But, my story is just one story.  There are many, many others.  Thousands of women who do all they can to ensure their children and families can step beyond their own experiences and limitations to live their dreams and achieve their potential.  But sometimes having a dream and working hard is not enough. Sometimes the deck is stacked against you.

There are more than 200,000 women and girls living in poverty across the Washington metropolitan region. Sadly, that statistic hasn’t changed significantly in recent years, particularly in light of the recession and what has now become a slow and prolonged recovery for those most in need. That stat also doesn’t capture the additional 250,000 women and girls who are living just above the poverty line, but certainly aren’t earning enough to make ends meet.

As frustrating as these numbers are, and as impatient as we all are for change, we have to remember that most women in our community didn’t suddenly fall into poverty.  It’s multigenerational.  And just as it didn’t happen overnight, it won’t be resolved overnight.

What does it take to move women and girls from a place of economic vulnerability to security?

The answers to that question and the issues our region faces are complex, but now is the time to stand firm in our commitment, craft a bold vision, and re-double our efforts so that future generations of girls can achieve their dreams. That’s why we launched an innovative two-generation initiative to work with middle school aged girls and their female caregivers—whether that’s a mother, grandmother, or another women responsible for guiding and shaping that girl.

You all remember what it was like to be in middle school. It’s a difficult transition under the best of circumstances.
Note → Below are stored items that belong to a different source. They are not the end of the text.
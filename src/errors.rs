use actix_web::HttpResponse;
use thiserror::Error;

use crate::domain::errors::DomainError;

#[derive(Debug, Error)]
pub enum AppError {
    #[error("Not found")]
    NotFound,

    #[error("Bad request: {0}")]
    BadRequest(String),

    #[error("Webhook Error: {0}")]
    Webhook(String),

    #[error("Internal error: {0}")]
    Internal(String),
}

impl From<DomainError> for AppError {
    fn from(e: DomainError) -> Self {
        match e {
            DomainError::NotFound => AppError::NotFound,
            DomainError::InvalidInput(msg) => AppError::BadRequest(msg),
            DomainError::SignatureInvalid(msg) => AppError::Webhook(msg),
            DomainError::CheckoutFailed(msg)
            | DomainError::StoreUnavailable(msg)
            | DomainError::Gateway(msg)
            | DomainError::Internal(msg) => AppError::Internal(msg),
        }
    }
}

impl actix_web::ResponseError for AppError {
    fn error_response(&self) -> HttpResponse {
        match self {
            AppError::NotFound => HttpResponse::NotFound().json(serde_json::json!({
                "error": self.to_string()
            })),
            AppError::BadRequest(msg) => HttpResponse::BadRequest().json(serde_json::json!({
                "error": msg
            })),
            AppError::Webhook(_) => HttpResponse::BadRequest().json(serde_json::json!({
                "error": self.to_string()
            })),
            AppError::Internal(_) => HttpResponse::InternalServerError().json(serde_json::json!({
                "error": "Internal Server Error"
            })),
        }
    }
}
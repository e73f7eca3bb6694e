//! A manager of [`Actor`](crate::Actor)s.
mod base;
mod config;
pub use base::ActorManager;
pub use config::ActorManagerConfig;
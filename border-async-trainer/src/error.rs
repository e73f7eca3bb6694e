//! Errors in asynchronous training.
use thiserror::Error;

/// Errors in asynchronous training.
#[derive(Error, Debug)]
pub enum BorderAsyncTrainerError {
    /// An actor thread returned an error, e.g., an environment failed.
    #[error("Actor {id} failed: {message}")]
    ActorFailed {
        /// Index of the actor.
        id: usize,
        /// Description of the error.
        message: String,
    },

    /// An actor thread panicked.
    #[error("Actor {0} panicked")]
    ActorPanicked(usize),

    /// Every actor dropped its sender without sending the end marker.
    #[error("All actors disconnected from the transition queue without finishing")]
    ActorsDisconnected,

    /// A loss became NaN or infinite, parameters were not updated.
    #[error("Non-finite loss {loss} after {opt_steps} optimization steps")]
    NonFiniteLoss {
        /// Number of optimization steps completed before the failure.
        opt_steps: usize,
        /// Value of the loss.
        loss: f32,
    },

    /// The gradient norm became NaN or infinite, parameters were not updated.
    #[error("Non-finite gradient norm {norm} after {opt_steps} optimization steps")]
    NonFiniteGradient {
        /// Number of optimization steps completed before the failure.
        opt_steps: usize,
        /// Global norm of the gradients.
        norm: f32,
    },

    /// Invalid configuration.
    #[error("Invalid configuration: {0}")]
    InvalidConfig(String),
}
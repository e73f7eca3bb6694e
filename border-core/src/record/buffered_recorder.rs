use super::{AggregateRecorder, Record, RecordStorage, RecordValue, Recorder, STEP_KEY};

/// Buffered recorder.
///
/// Keeps every written record in memory. This is used in tests and for inspecting
/// the metrics of short runs.
#[derive(Default)]
pub struct BufferedRecorder {
    buf: Vec<Record>,
    storage: RecordStorage,
}

impl BufferedRecorder {
    /// Construct the recorder.
    pub fn new() -> Self {
        Self {
            buf: Vec::default(),
            storage: RecordStorage::new(),
        }
    }

    /// Returns an iterator over the records.
    pub fn iter(&self) -> std::slice::Iter<Record> {
        self.buf.iter()
    }

    /// Returns the scalar values of the given key in the order they were written.
    pub fn scalars(&self, key: &str) -> Vec<f32> {
        self.buf
            .iter()
            .filter_map(|r| r.get_scalar(key).ok())
            .collect()
    }

    /// Returns the step indices of the records in the order they were written.
    pub fn steps(&self) -> Vec<usize> {
        self.buf
            .iter()
            .filter_map(|r| r.get_step(STEP_KEY).ok())
            .collect()
    }
}

impl Recorder for BufferedRecorder {
    /// Write a [`Record`] to the buffer.
    fn write(&mut self, record: Record) {
        self.buf.push(record);
    }
}

impl AggregateRecorder for BufferedRecorder {
    fn store(&mut self, record: Record) {
        self.storage.store(record);
    }

    fn flush(&mut self, step: usize) {
        if self.storage.is_empty() {
            return;
        }
        let mut record = self.storage.aggregate();
        record.insert(STEP_KEY, RecordValue::Step(step));
        self.write(record);
    }
}
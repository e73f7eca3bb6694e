//! Record storage and aggregation.
use super::{Record, RecordValue};
use std::collections::HashSet;
use xxhash_rust::xxh3::Xxh3Builder;

/// A storage of records with aggregation.
///
/// Scalar values are aggregated into their means. For other values, the most recent
/// one is kept.
#[derive(Default)]
pub struct RecordStorage {
    data: Vec<Record>,
}

fn mean(vs: &[f32]) -> RecordValue {
    RecordValue::Scalar(vs.iter().sum::<f32>() / vs.len() as f32)
}

impl RecordStorage {
    /// Creates an empty storage.
    pub fn new() -> Self {
        Self { data: vec![] }
    }

    /// Stores a record.
    pub fn store(&mut self, record: Record) {
        self.data.push(record);
    }

    /// Returns the number of stored records.
    pub fn len(&self) -> usize {
        self.data.len()
    }

    /// Returns `true` if no record is stored.
    pub fn is_empty(&self) -> bool {
        self.data.is_empty()
    }

    fn get_keys(&self) -> HashSet<String, Xxh3Builder> {
        let mut keys = HashSet::<String, Xxh3Builder>::default();
        for record in self.data.iter() {
            for k in record.keys() {
                keys.insert(k.clone());
            }
        }
        keys
    }

    fn aggregate_key(&self, key: &str) -> Option<RecordValue> {
        let scalars = self
            .data
            .iter()
            .filter_map(|r| match r.get(key) {
                Some(RecordValue::Scalar(v)) => Some(*v),
                _ => None,
            })
            .collect::<Vec<_>>();

        if !scalars.is_empty() {
            Some(mean(&scalars))
        } else {
            self.data.iter().rev().find_map(|r| r.get(key).cloned())
        }
    }

    /// Returns the aggregation of the stored records and clears the storage.
    pub fn aggregate(&mut self) -> Record {
        let mut record = Record::empty();
        for key in self.get_keys() {
            if let Some(value) = self.aggregate_key(&key) {
                record.insert(key, value);
            }
        }
        self.data.clear();
        record
    }
}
As girls develop into young women, there are clear and critical markers that can support or challenge their future economic security.

Our goals for investing in girls are to support high school completion, develop self-esteem, encourage positive choices, and empower them as social change agents.

Our goals for investing in women are to obtain jobs with family sustaining wages and benefits, support increased financial capability, and provide the foundational skills that allow them to break the cycle of poverty for their children.

In the past year, we’ve been proud to partner with College Success Foundation, DC Promise Neighborhood Initiative and YWCA National Capital Area to help forge collaborations and creative thinking on ways to serve both middle school aged girls and their female caregivers with programming that meets their individual needs, while also bringing them together so that they can support one another on this journey. This work will first launch in Ward 7, but our goal is expand our two-generation work across the region, so that the 53,000 girls currently living in poverty can have a brighter future.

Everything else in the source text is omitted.